In this and further posts, I would like to look into the background of Thomas Malthus’ “Essay on the Principle of Population.” Much of the historical context is lost by now, and so the book seems to appear out of nowhere. That then leads to some rather common misconceptions. For example, modern readers might mistake Malthus’ contribution as groundbreaking. Noone had ever looked at reality until the genius did. Or so is the impression. But then many of his central ideas had been around for a long time.

Another frequent claim is that Malthus was somehow the founder of demographics, which is completely false. People had thought about population since antiquity and all through the Middle Ages. Actuaries had studied life tables at least since the 17th century. And Sweden already conducted a census in 1749, almost half a century before Malthus became interested in population dynamics. It is also not by accident that Malthus relied on tables computed by Leonhard Euler who had died in 1783. All this belonged to on ongoing debate that Thomas Malthus entered as a late-mover. When I discuss his contemporary critics in a later post, it becomes clear that many of them understood demographics far better than he did.

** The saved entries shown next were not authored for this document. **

/// Writes `input` followed by enough spaces to make it `min_width` chars wide.
pub(crate) fn pad_to(output: &mut String, input: &str, min_width: usize) {
    output.push_str(input);
    let width = input.chars().count();
    if width < min_width {
        (width..min_width).for_each(|_| output.push(' '));
    }
}

/// Prefixes every line of `text`. Empty lines get the prefix without its trailing whitespace, so that `"> "` turns an
/// empty line into `">"`.
pub(crate) fn prefix_lines(text: &str, prefix: &str) -> String {
    let empty_line_prefix = prefix.trim_end();
    let mut out = String::with_capacity(text.len() + prefix.len() * 4);
    for (idx, line) in text.split('\n').enumerate() {
        if idx > 0 {
            out.push('\n');
        }
        if line.is_empty() {
            out.push_str(empty_line_prefix);
        } else {
            out.push_str(prefix);
            out.push_str(line);
        }
    }
    out
}

/// Writes `marker` and then `text`, with every line after the first indented to line up under the first line's text.
///
/// ```text
/// 1. first line
///    second line
/// ```
pub(crate) fn hanging_indent(marker: &str, text: &str) -> String {
    let indent = " ".repeat(marker.chars().count());
    let mut out = String::with_capacity(text.len() + marker.len());
    out.push_str(marker);
    for (idx, line) in text.split('\n').enumerate() {
        if idx > 0 {
            out.push('\n');
            if !line.is_empty() {
                out.push_str(&indent);
            }
        }
        out.push_str(line);
    }
    out
}

/// Joins the non-empty `parts` with `separator`.
pub(crate) fn join_non_empty<I, S>(parts: I, separator: &str) -> String
where
    I: IntoIterator<Item = S>,
    S: AsRef<str>,
{
    let mut out = String::new();
    for part in parts {
        let part = part.as_ref();
        if part.is_empty() {
            continue;
        }
        if !out.is_empty() {
            out.push_str(separator);
        }
        out.push_str(part);
    }
    out
}
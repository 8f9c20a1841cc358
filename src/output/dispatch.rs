use crate::wiki_elem::{BlockLeaf, BlockTree, ElemRef, ElemTag, InlineTree};
use derive_builder::Builder;
use std::collections::HashMap;
use std::fmt::{Display, Formatter};
use std::rc::Rc;

/// Renders one kind of element for a particular [`Format`].
///
/// Strategies typically build whatever container their element needs, and then fill it with
/// [`Format::visited_result`] for each child, which dispatches back through the format's table.
pub trait NodeFormatter<F: Format> {
    fn visit(&self, elem: ElemRef<'_>, fmt: &F) -> Result<F::Rendered, FormatError>;
}

/// Wraps a plain function as a [`NodeFormatter`].
pub struct FnFormatter<G>(pub G);

impl<F, G> NodeFormatter<F> for FnFormatter<G>
where
    F: Format,
    G: Fn(ElemRef<'_>, &F) -> Result<F::Rendered, FormatError>,
{
    fn visit(&self, elem: ElemRef<'_>, fmt: &F) -> Result<F::Rendered, FormatError> {
        (self.0)(elem, fmt)
    }
}

macro_rules! typed_formatters {
    ($($(#[$meta:meta])* $name:ident($variant:ident: $elem:ty);)*) => {
        $(
            $(#[$meta])*
            pub struct $name<G>(pub G);

            impl<F, G> NodeFormatter<F> for $name<G>
            where
                F: Format,
                G: Fn(&$elem, &F) -> Result<F::Rendered, FormatError>,
            {
                fn visit(&self, elem: ElemRef<'_>, fmt: &F) -> Result<F::Rendered, FormatError> {
                    match elem {
                        ElemRef::$variant(typed) => (self.0)(typed, fmt),
                        other => fmt.table().fallback().visit(other, fmt),
                    }
                }
            }
        )*
    };
}

typed_formatters! {
    /// A strategy for block nodes (including the document). Any other element goes to the table's fallback.
    OnBlockNode(Block: BlockTree);
    /// A strategy for block leaves.
    OnBlockLeaf(BlockLeaf: BlockLeaf);
    /// A strategy for inline nodes.
    OnInlineNode(Inline: InlineTree);
}

/// A mapping from element tags to the strategies that render them.
///
/// Output formats are built by cloning a base table and overriding just the tags they treat differently. Tags with no
/// entry go to the table's fallback strategy.
pub struct DispatchTable<F: Format> {
    strategies: HashMap<ElemTag, Rc<dyn NodeFormatter<F>>>,
    fallback: Rc<dyn NodeFormatter<F>>,
}

impl<F: Format> Clone for DispatchTable<F> {
    fn clone(&self) -> Self {
        Self {
            strategies: self.strategies.clone(),
            fallback: Rc::clone(&self.fallback),
        }
    }
}

impl<F: Format> DispatchTable<F> {
    pub fn new(fallback: impl NodeFormatter<F> + 'static) -> Self {
        Self {
            strategies: HashMap::new(),
            fallback: Rc::new(fallback),
        }
    }

    /// Sets (or replaces) the strategy for one tag.
    pub fn with(mut self, tag: ElemTag, strategy: impl NodeFormatter<F> + 'static) -> Self {
        self.strategies.insert(tag, Rc::new(strategy));
        self
    }

    /// Sets one shared strategy for several tags.
    pub fn with_all(mut self, tags: impl IntoIterator<Item = ElemTag>, strategy: impl NodeFormatter<F> + 'static) -> Self {
        let strategy: Rc<dyn NodeFormatter<F>> = Rc::new(strategy);
        for tag in tags {
            self.strategies.insert(tag, Rc::clone(&strategy));
        }
        self
    }

    pub fn with_fn<G>(self, tag: ElemTag, strategy: G) -> Self
    where
        G: Fn(ElemRef<'_>, &F) -> Result<F::Rendered, FormatError> + 'static,
    {
        self.with(tag, FnFormatter(strategy))
    }

    pub fn lookup(&self, tag: ElemTag) -> &dyn NodeFormatter<F> {
        match self.strategies.get(&tag) {
            Some(strategy) => strategy.as_ref(),
            None => self.fallback.as_ref(),
        }
    }

    pub fn fallback(&self) -> &dyn NodeFormatter<F> {
        self.fallback.as_ref()
    }

    pub fn has_override(&self, tag: ElemTag) -> bool {
        self.strategies.contains_key(&tag)
    }
}

/// An output format: a dispatch table, plus the type that its strategies render into.
pub trait Format: Clone + Sized {
    type Rendered;

    fn table(&self) -> &DispatchTable<Self>;

    /// Turns the rendering of a whole document into its final text.
    fn serialize(&self, rendered: Self::Rendered) -> String;

    /// Applies per-call options on top of this formatter's own defaults.
    fn apply_options(&mut self, options: &FormatOptions);

    /// Renders an element by looking up its own tag in this format's table.
    fn visited_result(&self, elem: ElemRef<'_>) -> Result<Self::Rendered, FormatError> {
        self.table().lookup(elem.tag()).visit(elem, self)
    }

    fn visit_children(&self, elem: ElemRef<'_>) -> Result<Vec<Self::Rendered>, FormatError> {
        elem.children().into_iter().map(|child| self.visited_result(child)).collect()
    }

    fn format(&self, tree: &BlockTree) -> Result<String, FormatError> {
        let rendered = self.visited_result(ElemRef::Block(tree))?;
        Ok(self.serialize(rendered))
    }

    /// Like [`Format::format`], but with per-call options. Options set here win over the formatter's defaults.
    fn format_with(&self, tree: &BlockTree, options: &FormatOptions) -> Result<String, FormatError> {
        let mut configured = self.clone();
        configured.apply_options(options);
        configured.format(tree)
    }
}

/// Per-call formatting options. Each unset field falls back to the formatter's own default.
#[derive(Clone, Copy, Default, Debug, PartialEq, Eq, Hash, Builder)]
#[builder(default)]
pub struct FormatOptions {
    /// Whether bare URLs in verbatim text become links, in formats that can show links there.
    #[builder(setter(strip_option))]
    pub auto_link_in_verbatim: Option<bool>,
}

#[derive(Debug, Clone, PartialEq, Eq, Hash)]
pub enum FormatError {
    /// Two table cells' spans cover the same slot. Both positions are zero-based.
    MalformedTable { row: usize, column: usize },
    /// A table can't be written as a GFM pipe table.
    NonConformantTable { reason: &'static str },
}

impl Display for FormatError {
    fn fmt(&self, f: &mut Formatter<'_>) -> std::fmt::Result {
        match self {
            FormatError::MalformedTable { row, column } => write!(
                f,
                "malformed table: cells overlap at row {}, column {}",
                row + 1,
                column + 1
            ),
            FormatError::NonConformantTable { reason } => {
                write!(f, "table can't be written as a pipe table: {reason}")
            }
        }
    }
}

impl std::error::Error for FormatError {}

#[cfg(test)]
mod tests {
    use super::*;
    use crate::wiki_elem::{BlockKind, BlockParser};

    /// A toy format that renders every element as its tag name, with children in parens.
    #[derive(Clone)]
    struct TagNames {
        table: DispatchTable<TagNames>,
    }

    fn tag_and_children(elem: ElemRef<'_>, fmt: &TagNames) -> Result<String, FormatError> {
        let children = fmt.visit_children(elem)?;
        if children.is_empty() {
            Ok(elem.tag().to_string())
        } else {
            Ok(format!("{}({})", elem.tag(), children.join(", ")))
        }
    }

    impl Format for TagNames {
        type Rendered = String;

        fn table(&self) -> &DispatchTable<Self> {
            &self.table
        }

        fn serialize(&self, rendered: String) -> String {
            rendered
        }

        fn apply_options(&mut self, _options: &FormatOptions) {}
    }

    fn base() -> DispatchTable<TagNames> {
        DispatchTable::new(FnFormatter(tag_and_children))
    }

    #[test]
    fn fallback_for_everything() {
        let fmt = TagNames { table: base() };
        let tree = BlockParser::new().parse_str("hi");
        assert_eq!(
            fmt.format(&tree).unwrap(),
            "document(Paragraph node(Paragraph leaf(inline Plain(inline text))))"
        );
    }

    #[test]
    fn cloned_table_overrides_only_its_own_tags() {
        let base_table = base();
        let derived = base_table
            .clone()
            .with_fn(ElemTag::BlockNode(BlockKind::Paragraph), |_, _| Ok("P".to_string()));
        assert!(derived.has_override(ElemTag::BlockNode(BlockKind::Paragraph)));
        assert!(!base_table.has_override(ElemTag::BlockNode(BlockKind::Paragraph)));

        let tree = BlockParser::new().parse_str("hi");
        assert_eq!(TagNames { table: derived }.format(&tree).unwrap(), "document(P)");
        assert_eq!(
            TagNames { table: base_table }.format(&tree).unwrap(),
            "document(Paragraph node(Paragraph leaf(inline Plain(inline text))))"
        );
    }

    fn always_x(_: ElemRef<'_>, _: &TagNames) -> Result<String, FormatError> {
        Ok("x".to_string())
    }

    #[test]
    fn shared_strategy_for_several_tags() {
        let table = base().with_all(
            [ElemTag::BlockNode(BlockKind::Paragraph), ElemTag::BlockNode(BlockKind::Quote)],
            FnFormatter(always_x),
        );
        let tree = BlockParser::new().parse_str("para\n\"\"quote");
        assert_eq!(TagNames { table }.format(&tree).unwrap(), "document(x, x)");
    }

    fn leaf_kind(leaf: &BlockLeaf, _: &TagNames) -> Result<String, FormatError> {
        Ok(format!("leaf:{:?}", leaf.kind))
    }

    #[test]
    fn typed_strategy_falls_back_on_other_elements() {
        let table = base().with_all(
            [ElemTag::BlockLeaf(BlockKind::Paragraph), ElemTag::Document],
            OnBlockLeaf(leaf_kind),
        );
        let tree = BlockParser::new().parse_str("hi");
        assert_eq!(
            TagNames { table }.format(&tree).unwrap(),
            "document(Paragraph node(leaf:Paragraph))"
        );
    }

    #[test]
    fn errors_propagate() {
        let table = base().with_fn(ElemTag::InlineLeaf, |_, _| {
            Err(FormatError::NonConformantTable { reason: "test" })
        });
        let tree = BlockParser::new().parse_str("hi");
        assert_eq!(
            TagNames { table }.format(&tree),
            Err(FormatError::NonConformantTable { reason: "test" })
        );
    }

    #[test]
    fn error_messages() {
        assert_eq!(
            FormatError::MalformedTable { row: 1, column: 2 }.to_string(),
            "malformed table: cells overlap at row 2, column 3"
        );
    }
}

What was new, though, was how Malthus shaped existing ideas into a gripping worldview that resonated with the pessimistic mood of the times, especially among his target audience: the educated and well-to-do classes. What helped even more was that he connected his theories with political issues that seemed urgent. The first edition of the essay is mostly an attack on Enlightenment thinkers like the Marquis de Condorcet and before all William Godwin. It must be read in the context of the French Revolution that had turned sour. The demographic arguments serve only as a springboard and take up a comparatively small part of the whole work. Already in the first edition, but even more so in the later editions, Malthus tied his arguments also in with a critique of the Poor Laws, a hot issue at the time.

It is easy to miss this background and concentrate only on what has become known as Malthus’ theory because much of the preceding literature has disappeared into libraries that hardly anyone had access to until they were digitized over the past few years. And Malthus was by no means diligent in tracing his arguments back to his forerunners. He mentions a few, but not exactly what he learned from them. But then to be fair, Malthus himself was often not aware of where his thinking came from. Many points had been around for decades, quite a few for centuries, and some even since antiquity. However, that also made them look like conventional wisdom and not the astonishing revelation that modern readers might think they were.

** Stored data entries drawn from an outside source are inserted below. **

//! Converts Hiki-style wiki markup into HTML, Markdown and plain text.
//!
//! Conversion happens in two stages. [`wiki_elem::BlockParser`] turns the source into a tree of blocks, each holding
//! the inline tree of its line; then an [`output::Format`] renders that tree.
//!
//! ```
//! use hikifmt::output::{Dialect, Format, HtmlFormatter};
//! use hikifmt::wiki_elem::BlockParser;
//!
//! let tree = BlockParser::new().parse_str("''hello'' [[world|http://example.com/]]");
//! let html = HtmlFormatter::new(Dialect::Html5).format(&tree).unwrap();
//! assert_eq!(html, "<p>\n<em>hello</em> <a href=\"http://example.com/\">world</a>\n</p>\n");
//! ```
pub mod output;
pub mod plugin;
pub mod run;
mod util;
pub mod wiki_elem;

The achievement is even less remarkable if you consider that many conclusions were natural given the knowledge of the time. You only had to ask the right questions, and many had done that before Malthus. Since most of this is long forgotten, “An Essay on the Principle of Population” appears to spring forth from Malthus’ head as a whole. But it didn’t. Which is not to say that he was a plagiarist who did not add anything of his own. However, what was original was often rather ephemeral and plainly wrong like his unfounded claim about linear growth for the food supply.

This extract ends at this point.